What to work on: In the listing below, find the line holding "deduplicates retried webhook" and the line holding "most once, and". Write out those two lines and all lines between, exactly, and nothing more.
■ ■ ■ ■
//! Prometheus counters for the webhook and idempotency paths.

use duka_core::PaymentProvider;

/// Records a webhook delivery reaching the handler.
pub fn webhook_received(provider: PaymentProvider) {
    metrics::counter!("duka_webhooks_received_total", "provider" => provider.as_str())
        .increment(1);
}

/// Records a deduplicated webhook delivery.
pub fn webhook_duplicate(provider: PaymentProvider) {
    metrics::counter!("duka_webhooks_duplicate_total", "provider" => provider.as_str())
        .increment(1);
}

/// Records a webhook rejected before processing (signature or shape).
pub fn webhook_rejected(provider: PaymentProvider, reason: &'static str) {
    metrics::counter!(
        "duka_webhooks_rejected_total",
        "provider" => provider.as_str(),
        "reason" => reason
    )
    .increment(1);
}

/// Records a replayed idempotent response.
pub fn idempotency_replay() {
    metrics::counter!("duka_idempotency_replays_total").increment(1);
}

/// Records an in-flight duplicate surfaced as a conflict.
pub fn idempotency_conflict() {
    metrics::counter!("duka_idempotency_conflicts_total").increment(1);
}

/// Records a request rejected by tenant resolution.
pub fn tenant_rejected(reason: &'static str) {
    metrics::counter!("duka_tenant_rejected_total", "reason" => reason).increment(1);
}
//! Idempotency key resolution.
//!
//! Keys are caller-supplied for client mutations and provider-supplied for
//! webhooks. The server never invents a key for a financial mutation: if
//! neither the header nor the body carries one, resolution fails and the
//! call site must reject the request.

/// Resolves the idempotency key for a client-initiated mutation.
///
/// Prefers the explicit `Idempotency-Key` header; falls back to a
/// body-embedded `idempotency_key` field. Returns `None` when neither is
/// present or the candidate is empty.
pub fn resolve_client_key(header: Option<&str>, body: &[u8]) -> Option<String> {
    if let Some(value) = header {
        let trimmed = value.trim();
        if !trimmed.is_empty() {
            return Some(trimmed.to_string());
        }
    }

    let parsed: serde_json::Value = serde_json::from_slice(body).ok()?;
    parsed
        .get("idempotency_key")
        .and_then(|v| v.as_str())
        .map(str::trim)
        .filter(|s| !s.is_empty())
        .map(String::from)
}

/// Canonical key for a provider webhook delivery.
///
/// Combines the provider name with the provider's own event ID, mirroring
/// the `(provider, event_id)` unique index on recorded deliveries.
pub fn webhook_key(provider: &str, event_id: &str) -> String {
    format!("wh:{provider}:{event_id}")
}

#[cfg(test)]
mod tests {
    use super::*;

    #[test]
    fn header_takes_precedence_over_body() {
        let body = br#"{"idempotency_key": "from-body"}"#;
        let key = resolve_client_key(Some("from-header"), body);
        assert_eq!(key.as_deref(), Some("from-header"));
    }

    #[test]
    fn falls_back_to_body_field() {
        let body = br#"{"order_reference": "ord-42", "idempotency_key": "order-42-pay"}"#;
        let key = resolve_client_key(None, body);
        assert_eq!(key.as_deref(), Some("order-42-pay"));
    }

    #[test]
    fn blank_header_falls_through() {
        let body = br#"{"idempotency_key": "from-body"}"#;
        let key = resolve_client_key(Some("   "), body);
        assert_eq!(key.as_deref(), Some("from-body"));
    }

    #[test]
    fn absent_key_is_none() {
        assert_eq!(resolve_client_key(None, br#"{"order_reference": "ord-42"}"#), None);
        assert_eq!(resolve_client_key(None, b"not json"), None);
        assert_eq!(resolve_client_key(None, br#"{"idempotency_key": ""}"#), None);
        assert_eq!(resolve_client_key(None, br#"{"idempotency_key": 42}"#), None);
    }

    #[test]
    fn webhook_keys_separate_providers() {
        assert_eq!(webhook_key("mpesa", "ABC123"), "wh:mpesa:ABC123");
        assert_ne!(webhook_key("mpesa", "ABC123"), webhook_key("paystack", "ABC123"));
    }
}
■ ■ ■ ■
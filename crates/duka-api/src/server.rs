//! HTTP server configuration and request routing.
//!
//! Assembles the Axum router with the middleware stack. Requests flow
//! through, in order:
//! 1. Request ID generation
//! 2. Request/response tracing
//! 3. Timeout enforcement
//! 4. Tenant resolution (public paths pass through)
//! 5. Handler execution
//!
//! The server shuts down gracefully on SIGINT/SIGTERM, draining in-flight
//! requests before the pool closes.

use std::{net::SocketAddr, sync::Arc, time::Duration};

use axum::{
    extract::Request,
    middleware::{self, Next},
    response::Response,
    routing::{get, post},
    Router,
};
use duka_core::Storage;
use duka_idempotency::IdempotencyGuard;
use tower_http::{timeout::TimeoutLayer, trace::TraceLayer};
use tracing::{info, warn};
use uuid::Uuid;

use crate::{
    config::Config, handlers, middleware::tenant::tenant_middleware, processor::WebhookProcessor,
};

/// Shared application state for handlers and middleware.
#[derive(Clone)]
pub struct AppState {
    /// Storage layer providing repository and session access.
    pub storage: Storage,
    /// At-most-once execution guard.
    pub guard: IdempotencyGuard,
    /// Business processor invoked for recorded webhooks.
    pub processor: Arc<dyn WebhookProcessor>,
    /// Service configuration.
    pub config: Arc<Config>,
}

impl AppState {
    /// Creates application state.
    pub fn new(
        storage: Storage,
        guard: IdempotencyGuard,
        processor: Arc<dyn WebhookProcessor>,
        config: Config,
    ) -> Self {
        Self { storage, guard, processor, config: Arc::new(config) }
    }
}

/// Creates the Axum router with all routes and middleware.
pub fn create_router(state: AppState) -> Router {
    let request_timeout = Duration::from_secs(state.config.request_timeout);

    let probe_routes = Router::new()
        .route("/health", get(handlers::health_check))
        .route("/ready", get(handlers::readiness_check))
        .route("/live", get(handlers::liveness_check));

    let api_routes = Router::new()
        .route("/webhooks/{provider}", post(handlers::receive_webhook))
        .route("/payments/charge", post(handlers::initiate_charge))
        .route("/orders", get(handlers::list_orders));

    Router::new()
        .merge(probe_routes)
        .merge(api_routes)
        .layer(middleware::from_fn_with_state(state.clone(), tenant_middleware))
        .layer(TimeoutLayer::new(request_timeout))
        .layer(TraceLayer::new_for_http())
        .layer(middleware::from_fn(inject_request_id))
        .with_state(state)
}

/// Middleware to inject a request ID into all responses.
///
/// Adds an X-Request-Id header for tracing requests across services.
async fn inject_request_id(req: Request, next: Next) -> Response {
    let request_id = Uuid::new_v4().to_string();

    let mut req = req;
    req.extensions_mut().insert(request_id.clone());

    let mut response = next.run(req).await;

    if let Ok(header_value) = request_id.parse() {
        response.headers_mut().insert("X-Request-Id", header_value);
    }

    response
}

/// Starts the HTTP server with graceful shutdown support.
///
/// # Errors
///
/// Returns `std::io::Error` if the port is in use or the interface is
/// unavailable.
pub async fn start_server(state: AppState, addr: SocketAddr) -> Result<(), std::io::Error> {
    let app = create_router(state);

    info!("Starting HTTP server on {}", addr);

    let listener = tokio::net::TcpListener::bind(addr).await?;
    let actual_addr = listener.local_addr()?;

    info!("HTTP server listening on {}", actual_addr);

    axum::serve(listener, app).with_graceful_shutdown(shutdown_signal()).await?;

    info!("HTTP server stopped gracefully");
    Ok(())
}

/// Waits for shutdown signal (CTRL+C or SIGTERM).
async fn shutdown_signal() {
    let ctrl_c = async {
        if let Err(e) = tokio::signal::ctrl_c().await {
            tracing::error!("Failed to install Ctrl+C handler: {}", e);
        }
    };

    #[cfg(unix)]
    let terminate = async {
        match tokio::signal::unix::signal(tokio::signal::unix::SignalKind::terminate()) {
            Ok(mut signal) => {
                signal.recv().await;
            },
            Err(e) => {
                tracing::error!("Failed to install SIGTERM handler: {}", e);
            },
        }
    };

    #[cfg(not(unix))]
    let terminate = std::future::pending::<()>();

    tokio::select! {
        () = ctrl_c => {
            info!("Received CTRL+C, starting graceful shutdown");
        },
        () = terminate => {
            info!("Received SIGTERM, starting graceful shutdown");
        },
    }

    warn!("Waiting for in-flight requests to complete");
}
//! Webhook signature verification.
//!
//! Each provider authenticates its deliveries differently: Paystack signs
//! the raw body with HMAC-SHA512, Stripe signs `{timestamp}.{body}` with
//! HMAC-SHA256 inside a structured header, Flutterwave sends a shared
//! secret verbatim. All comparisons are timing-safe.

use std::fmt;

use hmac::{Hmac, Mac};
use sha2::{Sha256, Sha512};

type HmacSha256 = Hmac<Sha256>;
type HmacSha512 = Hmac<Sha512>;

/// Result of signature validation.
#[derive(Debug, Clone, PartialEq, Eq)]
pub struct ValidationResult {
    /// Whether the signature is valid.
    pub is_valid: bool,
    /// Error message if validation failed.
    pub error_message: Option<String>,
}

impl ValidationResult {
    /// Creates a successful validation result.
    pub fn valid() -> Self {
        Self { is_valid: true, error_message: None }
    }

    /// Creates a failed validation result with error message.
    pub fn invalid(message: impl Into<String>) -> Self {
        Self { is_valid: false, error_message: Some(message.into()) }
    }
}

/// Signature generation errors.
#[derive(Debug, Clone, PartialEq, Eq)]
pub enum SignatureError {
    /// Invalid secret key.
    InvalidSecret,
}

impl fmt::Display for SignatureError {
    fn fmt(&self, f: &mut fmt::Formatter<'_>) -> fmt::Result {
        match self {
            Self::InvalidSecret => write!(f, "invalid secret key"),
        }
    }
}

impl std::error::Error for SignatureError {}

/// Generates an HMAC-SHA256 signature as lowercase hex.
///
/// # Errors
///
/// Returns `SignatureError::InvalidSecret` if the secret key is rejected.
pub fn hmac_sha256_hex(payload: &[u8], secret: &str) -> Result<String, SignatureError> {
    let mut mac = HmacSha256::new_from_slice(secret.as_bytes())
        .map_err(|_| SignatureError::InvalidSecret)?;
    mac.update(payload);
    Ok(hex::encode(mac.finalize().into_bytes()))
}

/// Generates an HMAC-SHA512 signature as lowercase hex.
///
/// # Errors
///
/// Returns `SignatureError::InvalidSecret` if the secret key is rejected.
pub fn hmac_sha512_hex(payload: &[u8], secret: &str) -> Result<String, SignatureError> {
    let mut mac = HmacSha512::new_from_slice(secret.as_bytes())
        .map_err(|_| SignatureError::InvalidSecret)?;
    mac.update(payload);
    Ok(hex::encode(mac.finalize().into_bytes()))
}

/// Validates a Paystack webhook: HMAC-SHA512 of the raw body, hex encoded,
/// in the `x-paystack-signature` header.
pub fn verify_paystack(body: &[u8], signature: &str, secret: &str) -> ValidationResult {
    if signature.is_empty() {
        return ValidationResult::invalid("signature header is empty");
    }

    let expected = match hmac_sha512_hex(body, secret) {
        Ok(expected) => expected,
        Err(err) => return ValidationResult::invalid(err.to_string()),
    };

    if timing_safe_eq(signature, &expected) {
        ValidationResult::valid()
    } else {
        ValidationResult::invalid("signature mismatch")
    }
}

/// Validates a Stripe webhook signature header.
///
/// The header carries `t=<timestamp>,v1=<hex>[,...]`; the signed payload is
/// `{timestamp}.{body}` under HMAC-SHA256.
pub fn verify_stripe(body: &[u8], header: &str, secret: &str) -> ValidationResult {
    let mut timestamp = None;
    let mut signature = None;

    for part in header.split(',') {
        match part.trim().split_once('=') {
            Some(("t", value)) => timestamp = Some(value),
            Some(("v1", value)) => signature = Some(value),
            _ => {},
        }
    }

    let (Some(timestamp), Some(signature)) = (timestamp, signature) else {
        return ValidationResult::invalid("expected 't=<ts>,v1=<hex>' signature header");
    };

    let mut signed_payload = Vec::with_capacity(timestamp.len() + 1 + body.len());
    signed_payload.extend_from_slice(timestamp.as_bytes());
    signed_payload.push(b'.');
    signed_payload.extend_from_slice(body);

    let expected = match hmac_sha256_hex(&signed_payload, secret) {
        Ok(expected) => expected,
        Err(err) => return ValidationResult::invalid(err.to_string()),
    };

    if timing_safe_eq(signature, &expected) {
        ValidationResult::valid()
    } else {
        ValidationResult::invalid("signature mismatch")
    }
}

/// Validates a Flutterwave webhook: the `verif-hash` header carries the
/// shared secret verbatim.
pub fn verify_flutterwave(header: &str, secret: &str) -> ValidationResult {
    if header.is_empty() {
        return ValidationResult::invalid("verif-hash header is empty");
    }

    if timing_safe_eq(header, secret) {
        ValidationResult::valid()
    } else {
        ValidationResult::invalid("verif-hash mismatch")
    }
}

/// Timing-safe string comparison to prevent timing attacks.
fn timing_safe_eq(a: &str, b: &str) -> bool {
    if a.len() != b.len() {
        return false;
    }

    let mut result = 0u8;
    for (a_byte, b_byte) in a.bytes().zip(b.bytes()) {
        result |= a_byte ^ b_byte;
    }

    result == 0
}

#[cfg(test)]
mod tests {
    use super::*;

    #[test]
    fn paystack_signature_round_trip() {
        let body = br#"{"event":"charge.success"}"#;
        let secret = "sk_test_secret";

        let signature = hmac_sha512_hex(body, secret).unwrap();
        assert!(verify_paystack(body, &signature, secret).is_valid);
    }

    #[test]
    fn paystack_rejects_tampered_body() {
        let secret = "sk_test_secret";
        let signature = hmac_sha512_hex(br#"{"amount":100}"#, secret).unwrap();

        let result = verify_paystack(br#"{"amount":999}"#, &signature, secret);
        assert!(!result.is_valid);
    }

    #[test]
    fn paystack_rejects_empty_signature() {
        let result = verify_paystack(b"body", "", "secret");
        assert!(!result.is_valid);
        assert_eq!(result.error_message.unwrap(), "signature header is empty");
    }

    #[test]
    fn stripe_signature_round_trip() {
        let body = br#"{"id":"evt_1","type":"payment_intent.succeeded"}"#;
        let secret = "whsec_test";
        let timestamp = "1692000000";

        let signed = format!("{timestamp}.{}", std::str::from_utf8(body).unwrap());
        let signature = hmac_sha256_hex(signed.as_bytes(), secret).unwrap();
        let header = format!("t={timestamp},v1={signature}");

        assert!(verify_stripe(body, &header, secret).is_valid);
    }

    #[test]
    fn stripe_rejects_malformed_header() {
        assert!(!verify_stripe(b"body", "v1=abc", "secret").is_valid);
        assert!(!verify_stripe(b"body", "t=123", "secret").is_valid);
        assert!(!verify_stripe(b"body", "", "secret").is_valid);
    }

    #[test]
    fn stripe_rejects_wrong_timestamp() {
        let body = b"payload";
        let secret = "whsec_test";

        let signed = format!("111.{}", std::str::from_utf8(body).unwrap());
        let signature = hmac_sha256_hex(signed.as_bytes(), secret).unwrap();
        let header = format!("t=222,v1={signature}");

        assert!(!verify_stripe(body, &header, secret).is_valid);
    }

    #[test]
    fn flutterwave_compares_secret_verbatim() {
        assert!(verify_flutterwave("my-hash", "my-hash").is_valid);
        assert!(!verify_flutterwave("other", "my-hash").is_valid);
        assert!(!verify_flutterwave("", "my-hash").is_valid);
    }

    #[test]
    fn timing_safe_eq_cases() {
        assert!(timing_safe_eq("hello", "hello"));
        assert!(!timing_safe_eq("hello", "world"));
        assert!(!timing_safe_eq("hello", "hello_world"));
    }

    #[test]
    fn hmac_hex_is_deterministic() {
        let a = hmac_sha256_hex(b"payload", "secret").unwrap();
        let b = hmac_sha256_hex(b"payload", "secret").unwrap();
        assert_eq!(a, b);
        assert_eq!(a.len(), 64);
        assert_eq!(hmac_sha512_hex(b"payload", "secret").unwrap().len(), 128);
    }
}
■ ■ ■ ■
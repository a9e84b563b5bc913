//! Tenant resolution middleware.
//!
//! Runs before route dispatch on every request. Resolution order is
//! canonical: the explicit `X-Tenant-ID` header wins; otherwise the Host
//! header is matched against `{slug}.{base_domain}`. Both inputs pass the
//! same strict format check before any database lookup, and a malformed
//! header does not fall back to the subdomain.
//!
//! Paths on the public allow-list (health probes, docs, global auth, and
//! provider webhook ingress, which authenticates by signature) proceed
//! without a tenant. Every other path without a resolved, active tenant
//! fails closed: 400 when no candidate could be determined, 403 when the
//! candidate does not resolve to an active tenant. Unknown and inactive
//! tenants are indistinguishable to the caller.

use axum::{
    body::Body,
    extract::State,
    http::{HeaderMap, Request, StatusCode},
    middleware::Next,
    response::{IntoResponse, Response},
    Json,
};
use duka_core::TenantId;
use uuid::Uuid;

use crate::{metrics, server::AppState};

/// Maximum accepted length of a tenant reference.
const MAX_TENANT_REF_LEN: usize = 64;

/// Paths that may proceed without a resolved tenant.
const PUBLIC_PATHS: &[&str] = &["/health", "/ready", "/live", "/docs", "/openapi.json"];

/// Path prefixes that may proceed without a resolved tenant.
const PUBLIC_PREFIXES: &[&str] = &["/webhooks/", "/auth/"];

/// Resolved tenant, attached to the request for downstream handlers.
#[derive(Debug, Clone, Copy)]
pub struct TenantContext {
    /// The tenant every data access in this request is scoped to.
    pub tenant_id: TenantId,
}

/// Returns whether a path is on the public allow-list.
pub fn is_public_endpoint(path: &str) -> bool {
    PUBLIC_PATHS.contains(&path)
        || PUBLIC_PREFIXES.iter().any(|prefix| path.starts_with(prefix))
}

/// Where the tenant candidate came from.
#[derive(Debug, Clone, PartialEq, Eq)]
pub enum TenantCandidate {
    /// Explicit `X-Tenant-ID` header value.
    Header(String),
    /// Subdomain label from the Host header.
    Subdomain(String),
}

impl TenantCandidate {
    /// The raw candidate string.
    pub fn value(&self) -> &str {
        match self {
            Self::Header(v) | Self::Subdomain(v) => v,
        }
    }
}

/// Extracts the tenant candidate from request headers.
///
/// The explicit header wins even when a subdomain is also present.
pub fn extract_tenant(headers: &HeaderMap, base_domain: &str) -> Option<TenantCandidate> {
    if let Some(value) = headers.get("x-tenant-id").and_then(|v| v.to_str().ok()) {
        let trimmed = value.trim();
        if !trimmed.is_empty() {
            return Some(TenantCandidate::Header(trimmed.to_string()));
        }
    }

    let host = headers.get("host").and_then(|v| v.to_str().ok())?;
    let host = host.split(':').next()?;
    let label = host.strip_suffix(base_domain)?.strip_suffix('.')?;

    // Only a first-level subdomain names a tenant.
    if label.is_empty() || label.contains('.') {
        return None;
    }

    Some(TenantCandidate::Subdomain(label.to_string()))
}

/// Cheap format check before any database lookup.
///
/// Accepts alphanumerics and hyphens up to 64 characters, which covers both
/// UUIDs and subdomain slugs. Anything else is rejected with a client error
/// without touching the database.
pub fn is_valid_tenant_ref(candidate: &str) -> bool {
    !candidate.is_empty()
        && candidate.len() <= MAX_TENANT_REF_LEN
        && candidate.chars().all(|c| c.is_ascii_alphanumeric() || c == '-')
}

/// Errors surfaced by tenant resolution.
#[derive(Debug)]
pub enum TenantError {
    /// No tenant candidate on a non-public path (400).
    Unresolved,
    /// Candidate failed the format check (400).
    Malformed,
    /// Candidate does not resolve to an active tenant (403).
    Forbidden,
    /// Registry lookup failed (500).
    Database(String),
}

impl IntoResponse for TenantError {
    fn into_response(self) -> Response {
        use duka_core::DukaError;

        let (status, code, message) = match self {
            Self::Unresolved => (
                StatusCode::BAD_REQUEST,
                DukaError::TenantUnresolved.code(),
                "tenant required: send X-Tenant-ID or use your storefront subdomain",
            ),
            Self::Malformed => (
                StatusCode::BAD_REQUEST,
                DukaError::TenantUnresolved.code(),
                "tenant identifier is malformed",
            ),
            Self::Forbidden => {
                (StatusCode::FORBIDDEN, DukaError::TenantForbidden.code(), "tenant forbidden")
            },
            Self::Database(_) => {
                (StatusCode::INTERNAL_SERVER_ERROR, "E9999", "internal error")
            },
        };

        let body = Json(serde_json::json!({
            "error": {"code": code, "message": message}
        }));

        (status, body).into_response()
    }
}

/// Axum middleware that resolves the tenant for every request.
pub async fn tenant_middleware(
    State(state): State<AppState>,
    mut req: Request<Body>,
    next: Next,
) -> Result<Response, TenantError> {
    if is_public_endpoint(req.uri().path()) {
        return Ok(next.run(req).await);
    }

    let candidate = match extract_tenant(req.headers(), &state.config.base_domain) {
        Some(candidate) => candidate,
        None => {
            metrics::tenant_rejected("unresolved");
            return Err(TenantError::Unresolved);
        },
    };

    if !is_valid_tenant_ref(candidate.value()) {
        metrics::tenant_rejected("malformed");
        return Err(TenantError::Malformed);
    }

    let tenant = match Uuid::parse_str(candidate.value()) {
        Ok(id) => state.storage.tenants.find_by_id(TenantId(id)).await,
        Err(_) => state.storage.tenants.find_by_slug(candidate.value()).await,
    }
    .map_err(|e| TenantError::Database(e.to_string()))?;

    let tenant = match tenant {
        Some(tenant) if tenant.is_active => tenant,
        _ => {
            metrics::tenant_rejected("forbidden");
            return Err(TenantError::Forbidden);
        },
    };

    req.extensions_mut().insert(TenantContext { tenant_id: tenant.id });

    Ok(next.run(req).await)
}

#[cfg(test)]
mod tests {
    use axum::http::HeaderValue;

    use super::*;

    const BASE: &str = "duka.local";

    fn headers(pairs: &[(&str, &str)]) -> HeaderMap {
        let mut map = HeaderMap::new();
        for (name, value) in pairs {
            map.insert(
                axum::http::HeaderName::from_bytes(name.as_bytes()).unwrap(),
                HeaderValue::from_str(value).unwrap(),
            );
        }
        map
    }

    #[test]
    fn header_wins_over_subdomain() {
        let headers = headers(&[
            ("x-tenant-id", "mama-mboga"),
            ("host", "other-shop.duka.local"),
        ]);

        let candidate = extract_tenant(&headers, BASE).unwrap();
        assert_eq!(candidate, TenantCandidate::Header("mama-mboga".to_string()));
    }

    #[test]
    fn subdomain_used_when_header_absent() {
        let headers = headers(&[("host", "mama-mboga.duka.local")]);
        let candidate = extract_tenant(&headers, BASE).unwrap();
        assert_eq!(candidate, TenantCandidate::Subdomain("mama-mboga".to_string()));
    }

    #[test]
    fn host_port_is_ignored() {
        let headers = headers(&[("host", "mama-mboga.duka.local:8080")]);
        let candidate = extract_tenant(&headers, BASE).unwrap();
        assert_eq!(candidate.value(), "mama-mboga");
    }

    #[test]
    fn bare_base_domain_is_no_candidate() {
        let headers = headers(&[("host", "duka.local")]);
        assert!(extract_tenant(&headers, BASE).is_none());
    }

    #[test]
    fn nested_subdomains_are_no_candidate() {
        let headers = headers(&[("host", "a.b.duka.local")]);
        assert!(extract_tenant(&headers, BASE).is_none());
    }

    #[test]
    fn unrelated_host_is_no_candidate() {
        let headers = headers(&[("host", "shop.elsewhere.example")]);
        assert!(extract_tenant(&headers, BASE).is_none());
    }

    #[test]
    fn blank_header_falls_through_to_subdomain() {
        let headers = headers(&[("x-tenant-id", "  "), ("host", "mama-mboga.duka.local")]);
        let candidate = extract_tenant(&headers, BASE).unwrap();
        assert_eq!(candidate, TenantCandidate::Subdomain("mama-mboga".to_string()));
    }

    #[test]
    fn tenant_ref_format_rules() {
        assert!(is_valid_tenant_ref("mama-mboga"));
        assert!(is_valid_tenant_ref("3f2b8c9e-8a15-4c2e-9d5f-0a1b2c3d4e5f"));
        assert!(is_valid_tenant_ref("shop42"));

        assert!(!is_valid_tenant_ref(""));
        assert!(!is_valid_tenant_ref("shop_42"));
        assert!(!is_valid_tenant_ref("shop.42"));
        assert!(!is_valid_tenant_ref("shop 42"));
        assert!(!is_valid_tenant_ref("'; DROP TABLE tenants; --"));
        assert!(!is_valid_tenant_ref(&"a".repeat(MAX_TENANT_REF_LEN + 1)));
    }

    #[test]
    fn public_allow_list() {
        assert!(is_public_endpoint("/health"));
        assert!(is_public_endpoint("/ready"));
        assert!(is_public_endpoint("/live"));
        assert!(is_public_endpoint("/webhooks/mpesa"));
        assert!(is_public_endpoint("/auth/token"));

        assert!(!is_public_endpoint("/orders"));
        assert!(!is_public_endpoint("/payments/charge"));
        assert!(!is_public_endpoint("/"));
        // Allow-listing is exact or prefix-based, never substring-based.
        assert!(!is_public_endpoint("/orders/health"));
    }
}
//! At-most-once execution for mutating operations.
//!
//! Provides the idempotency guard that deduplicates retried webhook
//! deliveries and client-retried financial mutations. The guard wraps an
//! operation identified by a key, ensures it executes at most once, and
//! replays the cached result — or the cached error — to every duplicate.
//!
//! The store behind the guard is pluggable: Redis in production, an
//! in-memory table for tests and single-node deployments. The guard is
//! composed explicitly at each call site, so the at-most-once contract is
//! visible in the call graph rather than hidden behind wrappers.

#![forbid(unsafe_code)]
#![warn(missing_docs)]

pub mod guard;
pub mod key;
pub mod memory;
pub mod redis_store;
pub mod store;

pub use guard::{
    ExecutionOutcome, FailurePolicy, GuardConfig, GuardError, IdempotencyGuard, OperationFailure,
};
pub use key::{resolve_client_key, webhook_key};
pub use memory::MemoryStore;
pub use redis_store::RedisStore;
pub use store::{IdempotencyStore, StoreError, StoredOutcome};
■ ■ ■ ■
Task result:
//! Provides the idempotency guard that deduplicates retried webhook
//! deliveries and client-retried financial mutations. The guard wraps an
//! operation identified by a key, ensures it executes at most once, and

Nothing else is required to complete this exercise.